Prime and a team of new Autobots are quickly introduced in an amazing but too brief Shanghai street battle more rich and detailed than anything seen in the original. While this opening action sequence is thrilling and pleasing to the eye, it equally represents everything wrong with Transformers: Revenge of the Fallen.
The first Transformers found success thanks mostly to the brilliant visual effects work by ILM and, to a lesser extent, the script’s everyman humor that counterbalanced giant alien robots shooting at one another. For Transformers 2, scribes Robert Orci, Alex Kurtzman and Ehrun Kruger have gone out of their way to introduce new Transformers characters but never offer the chance to meet them. The Decepticon car in the opening is seen in robot mode for a split second, the Autobot motorcycles manage one line of dialogue, and Sideswipe, probably the cleanest and coolest robot design yet, gets 10 seconds of glory before fading into anonymity for the remaining two-plus hours.

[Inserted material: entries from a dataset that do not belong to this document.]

//! SQLite-backed persistence for principals and mandates.
//!
//! Follows the same connection-ownership idiom as the evaluated codebase's
//! mandate store: a single `Arc<Mutex<Connection>>`, WAL mode, a foreign-key
//! pragma, and a bounded busy-timeout so concurrent writers serialize
//! instead of failing outright.

use std::path::Path;
use std::sync::{Arc, Mutex};

use chrono::{DateTime, Utc};
use rusqlite::{params, Connection, OptionalExtension};
use thiserror::Error;
use uuid::Uuid;

use crate::model::{ExecutionMandate, Principal, PrincipalType};

#[derive(Debug, Error)]
pub enum StoreError {
    #[error("database error: {0}")]
    Database(String),
    #[error("malformed row in {table}: {detail}")]
    MalformedRow { table: &'static str, detail: String },
}

impl From<rusqlite::Error> for StoreError {
    fn from(e: rusqlite::Error) -> Self {
        StoreError::Database(e.to_string())
    }
}

pub(crate) const SCHEMA: &str = r#"
CREATE TABLE IF NOT EXISTS principals (
    principal_id TEXT PRIMARY KEY,
    name TEXT NOT NULL UNIQUE,
    principal_type TEXT NOT NULL,
    owner TEXT NOT NULL,
    public_key_pem TEXT NOT NULL,
    private_key_pem TEXT
);

CREATE TABLE IF NOT EXISTS mandates (
    mandate_id TEXT PRIMARY KEY,
    issuer_id TEXT NOT NULL REFERENCES principals(principal_id),
    subject_id TEXT NOT NULL REFERENCES principals(principal_id),
    valid_from TEXT NOT NULL,
    valid_until TEXT NOT NULL,
    resource_scope TEXT NOT NULL,
    action_scope TEXT NOT NULL,
    delegation_depth INTEGER NOT NULL,
    parent_mandate_id TEXT REFERENCES mandates(mandate_id),
    intent_hash TEXT,
    signature TEXT NOT NULL,
    revoked INTEGER NOT NULL DEFAULT 0,
    revoked_at TEXT,
    revocation_reason TEXT,
    revoked_by TEXT,
    created_at TEXT NOT NULL
);
CREATE INDEX IF NOT EXISTS idx_mandates_parent ON mandates(parent_mandate_id);

CREATE TABLE IF NOT EXISTS ledger_events (
    event_id INTEGER PRIMARY KEY AUTOINCREMENT,
    event_type TEXT NOT NULL,
    timestamp TEXT NOT NULL,
    principal_id TEXT NOT NULL,
    mandate_id TEXT,
    decision TEXT,
    denial_reason TEXT,
    requested_action TEXT,
    requested_resource TEXT,
    correlation_id TEXT,
    metadata TEXT NOT NULL
);
CREATE INDEX IF NOT EXISTS idx_ledger_principal ON ledger_events(principal_id);
CREATE INDEX IF NOT EXISTS idx_ledger_mandate ON ledger_events(mandate_id);
CREATE INDEX IF NOT EXISTS idx_ledger_type ON ledger_events(event_type);
CREATE INDEX IF NOT EXISTS idx_ledger_timestamp ON ledger_events(timestamp);

CREATE TABLE IF NOT EXISTS merkle_batches (
    batch_id TEXT PRIMARY KEY,
    first_event_id INTEGER NOT NULL,
    last_event_id INTEGER NOT NULL,
    event_count INTEGER NOT NULL,
    root_hex TEXT NOT NULL,
    signature_hex TEXT NOT NULL,
    created_at TEXT NOT NULL
);
"#;

/// Shared SQLite-backed store for principals, mandates, ledger events, and
/// Merkle batches. Cloning shares the same underlying connection.
#[derive(Clone)]
pub struct Store {
    pub(crate) conn: Arc<Mutex<Connection>>,
}

impl Store {
    pub fn open(path: &Path) -> Result<Self, StoreError> {
        let conn = Connection::open(path)?;
        Self::from_connection(conn)
    }

    pub fn memory() -> Result<Self, StoreError> {
        let conn = Connection::open_in_memory()?;
        Self::from_connection(conn)
    }

    pub fn from_connection(conn: Connection) -> Result<Self, StoreError> {
        conn.execute("PRAGMA foreign_keys = ON", [])?;
        let _ = conn.execute("PRAGMA journal_mode = WAL", []);
        let _ = conn.execute("PRAGMA busy_timeout = 5000", []);
        conn.execute_batch(SCHEMA)?;
        Ok(Self {
            conn: Arc::new(Mutex::new(conn)),
        })
    }

    // -- Principals ----------------------------------------------------

    pub fn insert_principal(&self, principal: &Principal) -> Result<(), StoreError> {
        let conn = self.conn.lock().unwrap();
        conn.execute(
            "INSERT INTO principals (principal_id, name, principal_type, owner, public_key_pem, private_key_pem)
             VALUES (?1, ?2, ?3, ?4, ?5, ?6)",
            params![
                principal.principal_id.to_string(),
                principal.name,
                principal_type_str(principal.principal_type),
                principal.owner,
                principal.public_key_pem,
                principal.private_key_pem,
            ],
        )?;
        Ok(())
    }

    pub fn get_principal(&self, principal_id: Uuid) -> Result<Option<Principal>, StoreError> {
        let conn = self.conn.lock().unwrap();
        conn.query_row(
            "SELECT principal_id, name, principal_type, owner, public_key_pem, private_key_pem
             FROM principals WHERE principal_id = ?1",
            params![principal_id.to_string()],
            row_to_principal,
        )
        .optional()
        .map_err(StoreError::from)
    }

    // -- Mandates --------------------------------------------------------

    pub fn insert_mandate(&self, mandate: &ExecutionMandate) -> Result<(), StoreError> {
        let conn = self.conn.lock().unwrap();
        conn.execute(
            "INSERT INTO mandates (
                mandate_id, issuer_id, subject_id, valid_from, valid_until,
                resource_scope, action_scope, delegation_depth, parent_mandate_id,
                intent_hash, signature, revoked, revoked_at, revocation_reason,
                revoked_by, created_at
            ) VALUES (?1,?2,?3,?4,?5,?6,?7,?8,?9,?10,?11,?12,?13,?14,?15,?16)",
            params![
                mandate.mandate_id.to_string(),
                mandate.issuer_id.to_string(),
                mandate.subject_id.to_string(),
                mandate.valid_from.to_rfc3339(),
                mandate.valid_until.to_rfc3339(),
                serde_json::to_string(&mandate.resource_scope).unwrap(),
                serde_json::to_string(&mandate.action_scope).unwrap(),
                mandate.delegation_depth,
                mandate.parent_mandate_id.map(|id| id.to_string()),
                mandate.intent_hash,
                mandate.signature,
                mandate.revoked as i64,
                mandate.revoked_at.map(|t| t.to_rfc3339()),
                mandate.revocation_reason,
                mandate.revoked_by.map(|id| id.to_string()),
                mandate.created_at.to_rfc3339(),
            ],
        )?;
        Ok(())
    }

    pub fn get_mandate(&self, mandate_id: Uuid) -> Result<Option<ExecutionMandate>, StoreError> {
        let conn = self.conn.lock().unwrap();
        conn.query_row(
            "SELECT mandate_id, issuer_id, subject_id, valid_from, valid_until,
                    resource_scope, action_scope, delegation_depth, parent_mandate_id,
                    intent_hash, signature, revoked, revoked_at, revocation_reason,
                    revoked_by, created_at
             FROM mandates WHERE mandate_id = ?1",
            params![mandate_id.to_string()],
            row_to_mandate,
        )
        .optional()
        .map_err(StoreError::from)
    }

    /// Direct children (`parent_mandate_id = mandate_id`), used by cascade revoke.
    pub fn get_children(&self, mandate_id: Uuid) -> Result<Vec<ExecutionMandate>, StoreError> {
        let conn = self.conn.lock().unwrap();
        let mut stmt = conn.prepare(
            "SELECT mandate_id, issuer_id, subject_id, valid_from, valid_until,
                    resource_scope, action_scope, delegation_depth, parent_mandate_id,
                    intent_hash, signature, revoked, revoked_at, revocation_reason,
                    revoked_by, created_at
             FROM mandates WHERE parent_mandate_id = ?1",
        )?;
        let rows = stmt
            .query_map(params![mandate_id.to_string()], row_to_mandate)?
            .collect::<Result<Vec<_>, _>>()?;
        Ok(rows)
    }

    /// Marks a mandate revoked in place. Idempotent: re-applying to an
    /// already-revoked mandate is a no-op at the storage layer (the caller
    /// still emits a ledger event noting the duplicate).
    pub fn mark_revoked(
        &self,
        mandate_id: Uuid,
        revoked_at: DateTime<Utc>,
        revoked_by: Uuid,
        reason: &str,
    ) -> Result<(), StoreError> {
        let conn = self.conn.lock().unwrap();
        conn.execute(
            "UPDATE mandates SET revoked = 1, revoked_at = ?2, revoked_by = ?3, revocation_reason = ?4
             WHERE mandate_id = ?1 AND revoked = 0",
            params![
                mandate_id.to_string(),
                revoked_at.to_rfc3339(),
                revoked_by.to_string(),
                reason,
            ],
        )?;
        Ok(())
    }

    /// Runs an arbitrary statement against the underlying connection.
    ///
    /// Not part of the enforcement API; exists so integration tests can
    /// force storage states (tampered rows, backdated windows) that no
    /// legitimate caller can produce through `Store`'s other methods.
    #[doc(hidden)]
    pub fn exec_raw(&self, sql: &str, params: &[&dyn rusqlite::types::ToSql]) -> Result<usize, StoreError> {
        let conn = self.conn.lock().unwrap();
        Ok(conn.execute(sql, params)?)
    }
}

fn principal_type_str(t: PrincipalType) -> &'static str {
    match t {
        PrincipalType::User => "user",
        PrincipalType::Agent => "agent",
        PrincipalType::Service => "service",
    }
}

fn parse_principal_type(s: &str) -> Result<PrincipalType, rusqlite::Error> {
    match s {
        "user" => Ok(PrincipalType::User),
        "agent" => Ok(PrincipalType::Agent),
        "service" => Ok(PrincipalType::Service),
        other => Err(rusqlite::Error::InvalidColumnType(
            2,
            format!("unknown principal_type {other}"),
            rusqlite::types::Type::Text,
        )),
    }
}

fn row_to_principal(row: &rusqlite::Row<'_>) -> rusqlite::Result<Principal> {
    let id_str: String = row.get(0)?;
    let type_str: String = row.get(2)?;
    Ok(Principal {
        principal_id: Uuid::parse_str(&id_str)
            .map_err(|e| rusqlite::Error::InvalidColumnType(0, e.to_string(), rusqlite::types::Type::Text))?,
        name: row.get(1)?,
        principal_type: parse_principal_type(&type_str)?,
        owner: row.get(3)?,
        public_key_pem: row.get(4)?,
        private_key_pem: row.get(5)?,
    })
}

fn row_to_mandate(row: &rusqlite::Row<'_>) -> rusqlite::Result<ExecutionMandate> {
    let parse_uuid = |s: String| -> rusqlite::Result<Uuid> {
        Uuid::parse_str(&s)
            .map_err(|e| rusqlite::Error::InvalidColumnType(0, e.to_string(), rusqlite::types::Type::Text))
    };
    let parse_time = |s: String| -> rusqlite::Result<DateTime<Utc>> {
        DateTime::parse_from_rfc3339(&s)
            .map(|t| t.with_timezone(&Utc))
            .map_err(|e| rusqlite::Error::InvalidColumnType(0, e.to_string(), rusqlite::types::Type::Text))
    };

    let mandate_id: String = row.get(0)?;
    let issuer_id: String = row.get(1)?;
    let subject_id: String = row.get(2)?;
    let valid_from: String = row.get(3)?;
    let valid_until: String = row.get(4)?;
    let resource_scope: String = row.get(5)?;
    let action_scope: String = row.get(6)?;
    let delegation_depth: u32 = row.get(7)?;
    let parent_mandate_id: Option<String> = row.get(8)?;
    let intent_hash: Option<String> = row.get(9)?;
    let signature: String = row.get(10)?;
    let revoked: i64 = row.get(11)?;
    let revoked_at: Option<String> = row.get(12)?;
    let revocation_reason: Option<String> = row.get(13)?;
    let revoked_by: Option<String> = row.get(14)?;
    let created_at: String = row.get(15)?;

    Ok(ExecutionMandate {
        mandate_id: parse_uuid(mandate_id)?,
        issuer_id: parse_uuid(issuer_id)?,
        subject_id: parse_uuid(subject_id)?,
        valid_from: parse_time(valid_from)?,
        valid_until: parse_time(valid_until)?,
        resource_scope: serde_json::from_str(&resource_scope).unwrap_or_default(),
        action_scope: serde_json::from_str(&action_scope).unwrap_or_default(),
        delegation_depth,
        parent_mandate_id: parent_mandate_id.map(parse_uuid).transpose()?,
        intent_hash,
        signature,
        revoked: revoked != 0,
        revoked_at: revoked_at.map(parse_time).transpose()?,
        revocation_reason,
        revoked_by: revoked_by.map(parse_uuid).transpose()?,
        created_at: parse_time(created_at)?,
    })
}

Visually interesting robot characters such as the individual Constructicons, electric car Jolt, Decepticon spy Soundwave, Sideswipe and others are shunned so Bay can spend time fondling his inner child by letting the Autobot Twins Mudflap and Skids crack adolescent jokes in street slang and wrestle with one another. The humor has degraded so far beyond Transformers in the sequel that testicles, tasers and being high on drugs are the running gags. Even the most formidable robot seen on-screen, massive towering Devastator, is the butt of a scrotum joke.
Bay throws everything and the kitchen sink into the film’s elongated Egyptian climax where all of the Autobots and Decepticons square off in a small village looking suspiciously similar to the one Scorponok terrorized in the original. Sand is a great place to bury explosives and Bay sets off more of them than can be counted. The dizzying progression of action across the desert is completely nonsensical and almost impossible to follow as robots jump in and out of battle at random times. Even armed with teleporting abilities, The Fallen does not bother to show up until the final moments which leaves him just enough time to briefly show off a single incredible ability that could have made the entire 30-minute battle before it a moot point.
The real stars of Transformers 2 are the artists at ILM, Digital Domain and the other studios that worked on the films effects and robot animations, such as The Fallen. Aside from one shot where the Twins did not quite look right in front of the pyramids, the effects are a sight to behold and will certainly be a contender for an Oscar next spring. The original might as well be a trailer compared to what has been accomplished in this remarkable artistic encore performance.
Where the original Transformers film was able to overcome its storytelling and narrative mistakes with the “wow” factor or 40-foot tall photorealistic robots, Transformers: Revenge of the Fallen has no such luxury. Frenetic action and spastic direction make it all but impossible to latch onto the robots and care when they clash, much less choose a side or favorites. I dare use the word “boring” to describe this technical marvel but Bay has blown the intrigue right out of the franchise with one hundred random explosions and a handful of testicles too many.